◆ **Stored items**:
☆ ☆ ☆ ☆ ☆ ☆ ☆

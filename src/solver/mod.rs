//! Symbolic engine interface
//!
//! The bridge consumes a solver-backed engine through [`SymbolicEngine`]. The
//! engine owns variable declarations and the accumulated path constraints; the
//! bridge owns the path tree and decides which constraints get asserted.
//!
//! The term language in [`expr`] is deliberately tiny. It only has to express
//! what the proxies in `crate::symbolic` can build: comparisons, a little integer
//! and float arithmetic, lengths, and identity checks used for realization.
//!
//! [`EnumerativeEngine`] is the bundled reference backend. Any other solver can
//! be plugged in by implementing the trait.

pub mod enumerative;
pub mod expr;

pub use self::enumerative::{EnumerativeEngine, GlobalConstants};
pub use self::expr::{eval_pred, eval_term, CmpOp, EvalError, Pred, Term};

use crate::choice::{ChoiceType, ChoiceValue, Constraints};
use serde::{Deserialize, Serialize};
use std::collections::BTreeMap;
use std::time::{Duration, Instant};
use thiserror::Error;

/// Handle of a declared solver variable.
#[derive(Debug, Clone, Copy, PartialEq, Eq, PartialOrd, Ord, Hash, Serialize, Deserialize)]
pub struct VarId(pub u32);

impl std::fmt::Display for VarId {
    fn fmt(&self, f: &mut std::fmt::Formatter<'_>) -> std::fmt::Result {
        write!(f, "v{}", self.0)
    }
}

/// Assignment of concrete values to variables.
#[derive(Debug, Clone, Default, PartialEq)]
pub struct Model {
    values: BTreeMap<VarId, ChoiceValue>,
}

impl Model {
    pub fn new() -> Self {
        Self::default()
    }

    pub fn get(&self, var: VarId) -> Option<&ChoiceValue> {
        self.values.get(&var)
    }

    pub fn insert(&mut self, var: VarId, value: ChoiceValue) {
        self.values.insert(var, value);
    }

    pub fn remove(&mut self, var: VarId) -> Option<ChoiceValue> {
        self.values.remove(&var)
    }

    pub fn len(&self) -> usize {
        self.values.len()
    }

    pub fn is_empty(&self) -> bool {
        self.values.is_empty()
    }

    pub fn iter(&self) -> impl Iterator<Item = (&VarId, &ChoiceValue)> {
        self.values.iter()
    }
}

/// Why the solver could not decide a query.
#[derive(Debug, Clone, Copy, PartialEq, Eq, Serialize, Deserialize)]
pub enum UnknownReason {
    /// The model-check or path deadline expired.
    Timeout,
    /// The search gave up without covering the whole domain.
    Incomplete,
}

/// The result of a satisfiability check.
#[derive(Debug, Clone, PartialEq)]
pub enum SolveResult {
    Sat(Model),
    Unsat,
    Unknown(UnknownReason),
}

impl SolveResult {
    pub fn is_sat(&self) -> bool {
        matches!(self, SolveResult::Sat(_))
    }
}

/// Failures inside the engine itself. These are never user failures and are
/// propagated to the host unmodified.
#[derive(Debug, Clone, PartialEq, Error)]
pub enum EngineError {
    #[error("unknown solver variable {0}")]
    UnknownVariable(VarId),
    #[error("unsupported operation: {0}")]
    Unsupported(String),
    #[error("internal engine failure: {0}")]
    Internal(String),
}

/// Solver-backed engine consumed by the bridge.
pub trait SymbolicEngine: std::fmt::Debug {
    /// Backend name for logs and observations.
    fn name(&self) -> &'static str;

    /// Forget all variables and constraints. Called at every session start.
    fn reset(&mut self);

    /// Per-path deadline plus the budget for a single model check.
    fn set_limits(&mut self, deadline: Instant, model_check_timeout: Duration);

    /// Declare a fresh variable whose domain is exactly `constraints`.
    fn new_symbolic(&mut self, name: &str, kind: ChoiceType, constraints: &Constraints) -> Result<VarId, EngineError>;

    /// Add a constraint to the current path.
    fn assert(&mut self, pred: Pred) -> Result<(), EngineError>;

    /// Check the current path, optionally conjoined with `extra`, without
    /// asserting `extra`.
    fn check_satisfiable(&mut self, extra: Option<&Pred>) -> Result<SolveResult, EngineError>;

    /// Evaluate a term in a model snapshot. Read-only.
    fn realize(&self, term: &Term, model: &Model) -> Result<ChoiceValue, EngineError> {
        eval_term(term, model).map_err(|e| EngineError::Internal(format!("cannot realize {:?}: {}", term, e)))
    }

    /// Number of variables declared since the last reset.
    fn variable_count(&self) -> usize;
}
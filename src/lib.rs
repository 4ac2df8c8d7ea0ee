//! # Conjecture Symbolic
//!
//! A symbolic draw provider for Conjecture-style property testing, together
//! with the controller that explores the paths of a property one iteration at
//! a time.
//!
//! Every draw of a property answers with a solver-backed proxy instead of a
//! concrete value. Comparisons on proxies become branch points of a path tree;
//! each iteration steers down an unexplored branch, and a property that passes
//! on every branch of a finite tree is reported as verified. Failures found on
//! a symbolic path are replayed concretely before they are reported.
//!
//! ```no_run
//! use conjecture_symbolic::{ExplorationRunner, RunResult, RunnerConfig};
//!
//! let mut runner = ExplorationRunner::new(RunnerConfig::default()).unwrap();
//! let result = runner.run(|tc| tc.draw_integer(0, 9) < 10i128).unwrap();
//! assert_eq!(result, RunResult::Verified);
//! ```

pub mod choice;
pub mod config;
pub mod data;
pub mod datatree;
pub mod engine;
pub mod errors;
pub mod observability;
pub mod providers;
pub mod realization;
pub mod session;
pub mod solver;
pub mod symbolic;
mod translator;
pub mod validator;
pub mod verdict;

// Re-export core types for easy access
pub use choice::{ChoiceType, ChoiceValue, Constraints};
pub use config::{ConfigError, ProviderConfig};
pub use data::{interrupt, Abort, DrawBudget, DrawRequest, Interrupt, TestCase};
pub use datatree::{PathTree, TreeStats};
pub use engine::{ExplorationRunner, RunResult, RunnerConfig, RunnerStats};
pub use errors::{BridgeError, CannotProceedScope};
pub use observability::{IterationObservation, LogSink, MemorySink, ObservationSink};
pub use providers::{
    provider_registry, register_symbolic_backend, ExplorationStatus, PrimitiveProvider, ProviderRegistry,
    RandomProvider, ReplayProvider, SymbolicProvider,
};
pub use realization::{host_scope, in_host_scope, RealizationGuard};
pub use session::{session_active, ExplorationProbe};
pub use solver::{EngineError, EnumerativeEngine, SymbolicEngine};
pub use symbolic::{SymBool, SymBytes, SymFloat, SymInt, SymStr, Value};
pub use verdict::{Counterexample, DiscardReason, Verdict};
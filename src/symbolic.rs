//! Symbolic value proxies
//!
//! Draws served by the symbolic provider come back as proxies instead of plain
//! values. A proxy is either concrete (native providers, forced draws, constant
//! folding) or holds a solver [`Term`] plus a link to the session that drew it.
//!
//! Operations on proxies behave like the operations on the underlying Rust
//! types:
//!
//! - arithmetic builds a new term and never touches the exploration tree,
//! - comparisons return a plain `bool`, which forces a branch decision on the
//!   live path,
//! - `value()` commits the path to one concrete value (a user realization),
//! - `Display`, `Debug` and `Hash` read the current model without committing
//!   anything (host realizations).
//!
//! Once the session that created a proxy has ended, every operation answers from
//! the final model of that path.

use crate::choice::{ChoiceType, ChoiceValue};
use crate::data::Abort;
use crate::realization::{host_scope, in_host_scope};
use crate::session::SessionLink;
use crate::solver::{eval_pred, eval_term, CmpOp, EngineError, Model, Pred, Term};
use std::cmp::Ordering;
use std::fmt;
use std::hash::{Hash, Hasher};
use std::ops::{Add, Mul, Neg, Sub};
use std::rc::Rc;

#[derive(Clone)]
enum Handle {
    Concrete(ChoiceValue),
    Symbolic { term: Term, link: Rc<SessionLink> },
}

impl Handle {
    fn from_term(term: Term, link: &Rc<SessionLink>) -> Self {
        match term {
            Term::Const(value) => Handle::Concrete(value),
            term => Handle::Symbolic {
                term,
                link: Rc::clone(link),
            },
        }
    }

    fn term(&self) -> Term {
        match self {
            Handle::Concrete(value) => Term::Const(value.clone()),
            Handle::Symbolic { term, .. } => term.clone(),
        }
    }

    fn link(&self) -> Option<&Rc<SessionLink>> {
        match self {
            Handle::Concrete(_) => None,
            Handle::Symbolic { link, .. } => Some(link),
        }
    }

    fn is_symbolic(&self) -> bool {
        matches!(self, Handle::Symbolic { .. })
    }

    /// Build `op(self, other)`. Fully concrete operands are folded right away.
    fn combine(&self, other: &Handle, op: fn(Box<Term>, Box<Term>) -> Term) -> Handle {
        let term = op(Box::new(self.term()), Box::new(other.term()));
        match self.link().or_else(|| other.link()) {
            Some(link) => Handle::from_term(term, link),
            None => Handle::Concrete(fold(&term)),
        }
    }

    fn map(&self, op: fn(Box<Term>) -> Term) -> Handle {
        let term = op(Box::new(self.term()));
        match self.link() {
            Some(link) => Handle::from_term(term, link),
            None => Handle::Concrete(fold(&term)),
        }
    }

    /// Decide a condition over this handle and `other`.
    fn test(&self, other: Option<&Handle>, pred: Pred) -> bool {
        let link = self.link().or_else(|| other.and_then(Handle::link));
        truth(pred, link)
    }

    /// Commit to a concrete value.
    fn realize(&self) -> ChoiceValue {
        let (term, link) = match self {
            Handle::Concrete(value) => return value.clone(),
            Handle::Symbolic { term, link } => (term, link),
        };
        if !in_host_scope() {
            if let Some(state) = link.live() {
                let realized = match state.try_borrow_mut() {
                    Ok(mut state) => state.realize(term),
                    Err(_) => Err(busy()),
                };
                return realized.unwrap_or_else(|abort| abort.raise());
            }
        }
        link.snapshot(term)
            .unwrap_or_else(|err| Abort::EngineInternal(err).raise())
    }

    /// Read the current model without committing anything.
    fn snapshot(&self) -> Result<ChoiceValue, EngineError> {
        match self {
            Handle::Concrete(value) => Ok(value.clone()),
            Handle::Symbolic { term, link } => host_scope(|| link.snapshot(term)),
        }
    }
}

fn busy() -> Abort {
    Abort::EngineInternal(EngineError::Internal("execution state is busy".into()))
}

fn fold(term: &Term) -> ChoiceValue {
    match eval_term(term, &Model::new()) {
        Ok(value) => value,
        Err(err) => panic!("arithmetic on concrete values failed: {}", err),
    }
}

☆ ☆ ☆ ☆ ☆ ☆ ☆

◆ **PROBLEM DETAILS**:
Transcribe the records from their first line. Stop after the line with "impl std::fmt::Display for", including it.

◆ **TASK SOLUTION**:
filename src/solver/mod.rs
//! Symbolic engine interface
//!
//! The bridge consumes a solver-backed engine through [`SymbolicEngine`]. The
//! engine owns variable declarations and the accumulated path constraints; the
//! bridge owns the path tree and decides which constraints get asserted.
//!
//! The term language in [`expr`] is deliberately tiny. It only has to express
//! what the proxies in `crate::symbolic` can build: comparisons, a little integer
//! and float arithmetic, lengths, and identity checks used for realization.
//!
//! [`EnumerativeEngine`] is the bundled reference backend. Any other solver can
//! be plugged in by implementing the trait.

pub mod enumerative;
pub mod expr;

pub use self::enumerative::{EnumerativeEngine, GlobalConstants};
pub use self::expr::{eval_pred, eval_term, CmpOp, EvalError, Pred, Term};

use crate::choice::{ChoiceType, ChoiceValue, Constraints};
use serde::{Deserialize, Serialize};
use std::collections::BTreeMap;
use std::time::{Duration, Instant};
use thiserror::Error;

/// Handle of a declared solver variable.
#[derive(Debug, Clone, Copy, PartialEq, Eq, PartialOrd, Ord, Hash, Serialize, Deserialize)]
pub struct VarId(pub u32);

impl std::fmt::Display for VarId {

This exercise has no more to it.